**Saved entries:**
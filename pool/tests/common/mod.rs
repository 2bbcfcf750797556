#![allow(dead_code)]

use ahnlich_pool::{ClientFactory, KeyedClientPool, PoolConfig};
use std::collections::HashSet;
use std::sync::atomic::{AtomicBool, AtomicU64, AtomicUsize, Ordering};
use std::sync::Mutex;
use std::time::Duration;
use thiserror::Error;

#[derive(Debug, PartialEq, Eq)]
pub struct MockClient {
    pub serial: usize,
    pub target: String,
}

#[derive(Error, Debug)]
pub enum MockError {
    #[error("connection refused by {0}")]
    Refused(String),
    #[error("probe failed")]
    Probe,
    #[error("teardown failed")]
    Teardown,
}

/// Factory handing out numbered clients, with switches to make each hook misbehave
#[derive(Debug, Default)]
pub struct MockFactory {
    pub created: AtomicUsize,
    pub destroy_started: AtomicUsize,
    pub destroyed: AtomicUsize,
    pub validations: AtomicUsize,
    pub refuse: AtomicBool,
    pub probe_errors: AtomicBool,
    pub probe_panics: AtomicBool,
    pub destroy_errors: AtomicBool,
    pub create_delay_ms: AtomicU64,
    pub destroy_delay_ms: AtomicU64,
    invalid: Mutex<HashSet<usize>>,
    destroyed_serials: Mutex<HashSet<usize>>,
}

impl MockFactory {
    pub fn mark_invalid(&self, serial: usize) {
        self.invalid.lock().unwrap().insert(serial);
    }

    pub fn created(&self) -> usize {
        self.created.load(Ordering::SeqCst)
    }

    pub fn destroyed(&self) -> usize {
        self.destroyed.load(Ordering::SeqCst)
    }

    pub fn is_destroyed(&self, serial: usize) -> bool {
        self.destroyed_serials.lock().unwrap().contains(&serial)
    }
}

#[async_trait::async_trait]
impl ClientFactory for MockFactory {
    type Client = MockClient;
    type Error = MockError;

    async fn create(&self, key: &str) -> Result<MockClient, MockError> {
        if self.refuse.load(Ordering::SeqCst) {
            return Err(MockError::Refused(key.to_string()));
        }
        let delay = self.create_delay_ms.load(Ordering::SeqCst);
        if delay > 0 {
            tokio::time::sleep(Duration::from_millis(delay)).await;
        }
        let serial = self.created.fetch_add(1, Ordering::SeqCst) + 1;
        Ok(MockClient {
            serial,
            target: key.to_string(),
        })
    }

    async fn destroy(&self, client: MockClient, _deadline: Duration) -> Result<(), MockError> {
        self.destroy_started.fetch_add(1, Ordering::SeqCst);
        self.destroyed_serials.lock().unwrap().insert(client.serial);
        let delay = self.destroy_delay_ms.load(Ordering::SeqCst);
        if delay > 0 {
            tokio::time::sleep(Duration::from_millis(delay)).await;
        }
        self.destroyed.fetch_add(1, Ordering::SeqCst);
        if self.destroy_errors.load(Ordering::SeqCst) {
            return Err(MockError::Teardown);
        }
        Ok(())
    }

    async fn validate(&self, client: &MockClient) -> Result<bool, MockError> {
        self.validations.fetch_add(1, Ordering::SeqCst);
        if self.probe_panics.load(Ordering::SeqCst) {
            panic!("probe exploded");
        }
        if self.probe_errors.load(Ordering::SeqCst) {
            return Err(MockError::Probe);
        }
        Ok(!self.invalid.lock().unwrap().contains(&client.serial))
    }
}

/// Defaults with the background sweep turned off so tests drive eviction themselves
pub fn config() -> PoolConfig {
    PoolConfig::default().eviction_polling_interval(Duration::ZERO)
}

pub async fn pool(config: PoolConfig) -> KeyedClientPool<MockFactory> {
    KeyedClientPool::new(MockFactory::default(), config)
        .await
        .expect("Could not build pool")
}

**Problem requirements:** Using the data above, return each line exactly as written.

**Output of the exercise:**
filename pool/tests/common/mod.rs
repository 2bbcfcf750797556
#![allow(dead_code)]

use ahnlich_pool::{ClientFactory, KeyedClientPool, PoolConfig};
use std::collections::HashSet;
use std::sync::atomic::{AtomicBool, AtomicU64, AtomicUsize, Ordering};
use std::sync::Mutex;
use std::time::Duration;
use thiserror::Error;

#[derive(Debug, PartialEq, Eq)]
pub struct MockClient {
    pub serial: usize,
    pub target: String,
}

#[derive(Error, Debug)]
pub enum MockError {
    #[error("connection refused by {0}")]
    Refused(String),
    #[error("probe failed")]
    Probe,
    #[error("teardown failed")]
    Teardown,
}

/// Factory handing out numbered clients, with switches to make each hook misbehave
#[derive(Debug, Default)]
pub struct MockFactory {
    pub created: AtomicUsize,
    pub destroy_started: AtomicUsize,
    pub destroyed: AtomicUsize,
    pub validations: AtomicUsize,
    pub refuse: AtomicBool,
    pub probe_errors: AtomicBool,
    pub probe_panics: AtomicBool,
    pub destroy_errors: AtomicBool,
    pub create_delay_ms: AtomicU64,
    pub destroy_delay_ms: AtomicU64,
    invalid: Mutex<HashSet<usize>>,
    destroyed_serials: Mutex<HashSet<usize>>,
}

impl MockFactory {
    pub fn mark_invalid(&self, serial: usize) {
        self.invalid.lock().unwrap().insert(serial);
    }

    pub fn created(&self) -> usize {
        self.created.load(Ordering::SeqCst)
    }

    pub fn destroyed(&self) -> usize {
        self.destroyed.load(Ordering::SeqCst)
    }

    pub fn is_destroyed(&self, serial: usize) -> bool {
        self.destroyed_serials.lock().unwrap().contains(&serial)
    }
}

#[async_trait::async_trait]
impl ClientFactory for MockFactory {
    type Client = MockClient;
    type Error = MockError;

    async fn create(&self, key: &str) -> Result<MockClient, MockError> {
        if self.refuse.load(Ordering::SeqCst) {
            return Err(MockError::Refused(key.to_string()));
        }
        let delay = self.create_delay_ms.load(Ordering::SeqCst);
        if delay > 0 {
            tokio::time::sleep(Duration::from_millis(delay)).await;
        }
        let serial = self.created.fetch_add(1, Ordering::SeqCst) + 1;
        Ok(MockClient {
            serial,
            target: key.to_string(),
        })
    }

    async fn destroy(&self, client: MockClient, _deadline: Duration) -> Result<(), MockError> {
        self.destroy_started.fetch_add(1, Ordering::SeqCst);
        self.destroyed_serials.lock().unwrap().insert(client.serial);
        let delay = self.destroy_delay_ms.load(Ordering::SeqCst);
        if delay > 0 {
            tokio::time::sleep(Duration::from_millis(delay)).await;
        }
        self.destroyed.fetch_add(1, Ordering::SeqCst);
        if self.destroy_errors.load(Ordering::SeqCst) {
            return Err(MockError::Teardown);
        }
        Ok(())
    }

    async fn validate(&self, client: &MockClient) -> Result<bool, MockError> {
        self.validations.fetch_add(1, Ordering::SeqCst);
        if self.probe_panics.load(Ordering::SeqCst) {
            panic!("probe exploded");
        }
        if self.probe_errors.load(Ordering::SeqCst) {
            return Err(MockError::Probe);
        }
        Ok(!self.invalid.lock().unwrap().contains(&client.serial))
    }
}

/// Defaults with the background sweep turned off so tests drive eviction themselves
pub fn config() -> PoolConfig {
    PoolConfig::default().eviction_polling_interval(Duration::ZERO)
}

pub async fn pool(config: PoolConfig) -> KeyedClientPool<MockFactory> {
    KeyedClientPool::new(MockFactory::default(), config)
        .await
        .expect("Could not build pool")
}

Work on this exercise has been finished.